Geneva, Switzerland — February 01, 2007 — Anavex Life Sciences Corp. (OTCBB: AVXL) (the “Company”) announces its strategic vision for growth by discovering and developing cutting-edge drugs against neurological diseases.
The Company’s innovative drug discovery and development programs have helped build a strong pipeline that targets a range of serious neurological diseases, including Alzheimer’s Disease (AD), Epilepsy and Depression, demonstrating a unique mode of action.
Over 30 development candidates and several backup series of compounds fill in Anavex’s pipeline with four lead development projects in neurological diseases.
Anavex’s drug candidates have demonstrated strong affinity for a fairly new class of receptors, (sigma receptors), involved in the modulation of multiple cellular biochemical signaling pathways.
Alzheimer’s disease lead product candidate, AE14, is a new tetrahydrofuranic compound with a new mode of action. In preclinical studies, AE14, has exhibited a mixed pharmacological activity involving muscarinic and sigma-1 components showing prominent anti-amnesic and neuroprotective potentials. In Alzheimer’s Disease (AD) animal models, AE14 reversed the short and long term memory deficits, induced by scopolamine, dozocilpine (MK-801) or Beta 25-35 amyloid (Neuroscience 2006, October 14 – 18th , Atlanta, U.S., poster session, Julie Espallergues, Priscilla Lepalud, Alexandre Vamvakides, and Tanqui Maurice).

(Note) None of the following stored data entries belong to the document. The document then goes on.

// src/weights/advisor.rs
use anyhow::{Context, Result};
use reqwest::Client;
use tracing::{error, info, warn};

use super::stream_weights::StreamWeights;
use crate::config::LlmConfig;
use crate::types::response::{ChatCompletionRequest, ChatCompletionResponse, ChatMessage};

/// Turns a free-text interest into stream weights through a chat-completion endpoint.
pub struct WeightAdvisor {
    client: Client,
    api_url: String,
    model: String,
    api_key: Option<String>,
    temperature: f32,
    max_tokens: u32,
}

impl WeightAdvisor {
    pub fn new(config: &LlmConfig) -> Result<Self> {
        let client = Client::builder()
            .timeout(std::time::Duration::from_secs(config.timeout_seconds))
            .build()
            .context("Failed to create HTTP client")?;

        Ok(Self {
            client,
            api_url: config.api_url.clone(),
            model: config.model.clone(),
            api_key: config.api_key.clone().filter(|k| !k.trim().is_empty()),
            temperature: config.temperature,
            max_tokens: config.max_tokens,
        })
    }

    pub fn is_configured(&self) -> bool {
        self.api_key.is_some()
    }

    /// Suggest weights for `streams`. Any failure yields an empty mapping.
    pub async fn suggest(&self, interest: &str, streams: &[&str]) -> StreamWeights {
        match self.request_weights(interest, streams).await {
            Ok(weights) => {
                info!("LLM suggested weights for {} streams", weights.len());
                weights
            }
            Err(e) => {
                error!("Error fetching LLM stream weights: {:#}", e);
                StreamWeights::empty()
            }
        }
    }

    async fn request_weights(&self, interest: &str, streams: &[&str]) -> Result<StreamWeights> {
        let Some(api_key) = self.api_key.as_deref() else {
            warn!("LLM API key is missing, skipping weight suggestion");
            anyhow::bail!("LLM API key is not configured");
        };

        let request = ChatCompletionRequest {
            model: self.model.clone(),
            messages: vec![ChatMessage {
                role: "user".to_string(),
                content: build_prompt(interest, streams),
            }],
            temperature: self.temperature,
            max_tokens: self.max_tokens,
        };

        info!("Requesting stream weights for interest: {}", interest);

        let response = self
            .client
            .post(&self.api_url)
            .header("Authorization", format!("Bearer {}", api_key))
            .header("Content-Type", "application/json")
            .json(&request)
            .send()
            .await
            .context("Failed to send request to LLM API")?;

        if !response.status().is_success() {
            let status = response.status();
            let error_text = response.text().await.unwrap_or_default();
            anyhow::bail!("LLM API returned error {}: {}", status, error_text);
        }

        let completion: ChatCompletionResponse = response
            .json()
            .await
            .context("Failed to parse LLM API response")?;

        let reply = completion
            .choices
            .into_iter()
            .next()
            .map(|choice| choice.message.content)
            .context("LLM response has no choices")?;

        parse_weights(&reply)
    }
}

pub fn build_prompt(interest: &str, streams: &[&str]) -> String {
    let stream_list = streams
        .iter()
        .map(|s| format!("- {}", s))
        .collect::<Vec<_>>()
        .join("\n");

    format!(
        r#"A user is interested in "{}". Assign a weight from 1 to 5 (1 = low, 5 = high) for each job stream below.

{}

Return only a valid JSON object:
{{
    "Developer Information Technology": 5,
    "Analyst Research": 5,
    "Digitalisasi & IT": 4,
    ...
}}"#,
        interest, stream_list
    )
}

/// Text from the first `{` through the last `}`.
pub fn extract_json_object(text: &str) -> Option<&str> {
    let start = text.find('{')?;
    let end = text.rfind('}')?;
    (end > start).then(|| &text[start..=end])
}

pub fn parse_weights(reply: &str) -> Result<StreamWeights> {
    let json = extract_json_object(reply).context("No JSON object found in LLM reply")?;
    let value: serde_json::Value =
        serde_json::from_str(json).context("LLM reply contains malformed JSON")?;
    StreamWeights::from_json_object(&value).context("LLM reply JSON is not an object")
}
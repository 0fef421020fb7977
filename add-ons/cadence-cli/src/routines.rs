//! Named routines persisted as one ordered JSON list under a single well-known key.

use cadence_core::{SequenceSettings, Step};
use chrono::{DateTime, Utc};
use serde::{Deserialize, Serialize};
use std::path::{Path, PathBuf};
use thiserror::Error;
use tracing::{debug, info};

/// Storage key; the store file is `<storage_path>/cadence.routines.json`.
pub const ROUTINES_KEY: &str = "cadence.routines";

#[derive(Debug, Clone, PartialEq, Serialize, Deserialize)]
#[serde(rename_all = "camelCase")]
pub struct Routine {
    pub name: String,
    pub steps: Vec<Step>,
    pub settings: SequenceSettings,
    pub created_at: DateTime<Utc>,
}

impl Routine {
    pub fn new(name: impl Into<String>, steps: Vec<Step>, settings: SequenceSettings) -> Self {
        Self {
            name: name.into().trim().to_string(),
            steps,
            settings,
            created_at: Utc::now(),
        }
    }

    pub fn total_seconds(&self) -> u64 {
        self.steps.iter().map(|s| s.duration_seconds as u64).sum()
    }
}

#[derive(Error, Debug)]
pub enum StoreError {
    #[error("Routine store I/O error: {0}")]
    Io(#[from] std::io::Error),

    #[error("Routine store is corrupt: {0}")]
    Format(#[from] serde_json::Error),

    #[error("A routine named '{0}' already exists")]
    Exists(String),

    #[error("No routine named '{0}'")]
    NotFound(String),

    #[error("A routine needs a name and at least one step")]
    Invalid,
}

#[derive(Debug, Clone, Copy, PartialEq, Eq)]
pub enum SaveOutcome {
    Created,
    Replaced,
}

/// File-backed routine list. Every operation reads the file fresh.
#[derive(Debug, Clone)]
pub struct RoutineStore {
    path: PathBuf,
}

impl RoutineStore {
    pub fn open(storage_dir: impl AsRef<Path>) -> Self {
        Self {
            path: storage_dir.as_ref().join(format!("{}.json", ROUTINES_KEY)),
        }
    }

    pub fn path(&self) -> &Path {
        &self.path
    }

    /// All routines in saved order. A missing file is an empty list.
    pub fn list(&self) -> Result<Vec<Routine>, StoreError> {
        match std::fs::read(&self.path) {
            Ok(bytes) => Ok(serde_json::from_slice(&bytes)?),
            Err(e) if e.kind() == std::io::ErrorKind::NotFound => Ok(Vec::new()),
            Err(e) => Err(e.into()),
        }
    }

    pub fn get(&self, name: &str) -> Result<Option<Routine>, StoreError> {
        let name = name.trim();
        Ok(self.list()?.into_iter().find(|r| r.name == name))
    }

    /// Append `routine`, or replace the same-named one in place when `overwrite` is set.
    pub fn save(&self, routine: Routine, overwrite: bool) -> Result<SaveOutcome, StoreError> {
        if routine.name.is_empty() || routine.steps.is_empty() {
            return Err(StoreError::Invalid);
        }
        let mut routines = self.list()?;
        let outcome = match routines.iter_mut().find(|r| r.name == routine.name) {
            Some(_) if !overwrite => return Err(StoreError::Exists(routine.name)),
            Some(existing) => {
                *existing = routine;
                SaveOutcome::Replaced
            }
            None => {
                routines.push(routine);
                SaveOutcome::Created
            }
        };
        self.write_all(&routines)?;
        info!(path = %self.path.display(), ?outcome, "routine saved");
        Ok(outcome)
    }

    pub fn delete(&self, name: &str) -> Result<Routine, StoreError> {
        let name = name.trim();
        let mut routines = self.list()?;
        let pos = routines
            .iter()
            .position(|r| r.name == name)
            .ok_or_else(|| StoreError::NotFound(name.to_string()))?;
        let removed = routines.remove(pos);
        self.write_all(&routines)?;
        info!(name, "routine deleted");
        Ok(removed)
    }

    fn write_all(&self, routines: &[Routine]) -> Result<(), StoreError> {
        if let Some(dir) = self.path.parent() {
            std::fs::create_dir_all(dir)?;
        }
        let tmp = self.path.with_extension("json.tmp");
        std::fs::write(&tmp, serde_json::to_vec_pretty(routines)?)?;
        std::fs::rename(&tmp, &self.path)?;
        debug!(count = routines.len(), "routine store written");
        Ok(())
    }
}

Anavex is currently conducting a series of animal studies in order to further assess AE14 and related derivatives with disease modifying potentials.
Epilepsy lead product candidates, AN2/AVex73 (AE 37) and its active metabolite AN19/AVex144 (AE 37-met), are new tetrahydrofuranic compounds which have demonstrated physical and/or functional links to sigma-receptors, sodium channels and NMDA receptors as well as components of the inflammatory and apoptotic signalling system in the neurons.
Depression lead product candidate, AN11/AVex141 is a new tetrahydrofuranic compound which has exhibited a multiple pharmacological activity involving serotoninergic, sigma-1 and sodium channel components suggesting a prototype mechanism of action and a new generation of antidepressants.